use tracing_subscriber::EnvFilter;

/// Initialize structured logging with tracing-subscriber.
///
/// Uses the `RUST_LOG` env var if set, otherwise falls back to the provided level.
pub fn init(log_level: &str) {
    let env_filter =
        EnvFilter::try_from_default_env().unwrap_or_else(|_| EnvFilter::new(log_level));

    // A subscriber may already be installed by an embedding application.
    let _ = tracing_subscriber::fmt()
        .with_env_filter(env_filter)
        .with_target(false)
        .with_writer(std::io::stderr)
        .try_init();
}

━━━

Retype the entries. Every line must match exactly.

- Answer to the exercise
use tracing_subscriber::EnvFilter;

/// Initialize structured logging with tracing-subscriber.
///
/// Uses the `RUST_LOG` env var if set, otherwise falls back to the provided level.
pub fn init(log_level: &str) {
    let env_filter =
        EnvFilter::try_from_default_env().unwrap_or_else(|_| EnvFilter::new(log_level));

    // A subscriber may already be installed by an embedding application.
    let _ = tracing_subscriber::fmt()
        .with_env_filter(env_filter)
        .with_target(false)
        .with_writer(std::io::stderr)
        .try_init();
}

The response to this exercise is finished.